"""

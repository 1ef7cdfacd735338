//! Bastion Auth — the multi-tenant authentication pipeline: portal
//! resolution, rate limiting, lockout, password policy, tokens,
//! sessions, recovery flows, onboarding and the audit trail.

pub mod audit;
pub mod change;
pub mod config;
pub mod error;
pub mod lockout;
pub mod maintenance;
pub mod password;
pub mod portal;
pub mod rate_limit;
pub mod registration;
pub mod reset;
pub mod service;
pub mod session;
pub mod token;

pub use audit::AuditLog;
pub use change::PasswordChangeFlow;
pub use config::AuthConfig;
pub use error::AuthError;
pub use lockout::{LockoutGuard, LockoutStatus};
pub use maintenance::{Maintenance, SweepReport};
pub use password::{PasswordIdentity, PasswordPolicy, StrengthReport};
pub use portal::PortalResolver;
pub use rate_limit::{RateLimitDecision, RateLimiter};
pub use registration::{RegisterTenant, Registration, RegistrationFlow};
pub use reset::{PasswordResetFlow, ResetTokenIssued, ResetTokenProblem, ResetTokenStatus};
pub use service::{AuthenticationService, LoginOutput, LoginRequest};
pub use session::SessionStore;
pub use token::{RefreshedAccess, TokenClaims, TokenIssuer, TokenPair, TokenType};
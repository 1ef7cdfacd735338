//! Bastion Database — SurrealDB connection management and repository
//! implementations.
//!
//! This crate provides:
//! - Connection management ([`DbManager`], [`DbConfig`])
//! - Schema initialization and migrations ([`run_migrations`])
//! - Repository implementations for every `bastion-core` trait
//! - A [`SurrealStore`] bundling them, with transactional
//!   [`SurrealUnitOfWork`] batches
//! - Error types ([`DbError`])

mod connection;
mod error;
pub mod repository;
mod schema;
mod store;
mod unit_of_work;

pub use connection::{DbConfig, DbManager};
pub use error::DbError;
pub use schema::{run_migrations, schema_v1};
pub use store::SurrealStore;
pub use unit_of_work::SurrealUnitOfWork;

"""

## Exercise aim
Look for the word "DbConfig" throughout the material above and copy every line that has it.

## Worked solution
//! - Connection management ([`DbManager`], [`DbConfig`])
pub use connection::{DbConfig, DbManager};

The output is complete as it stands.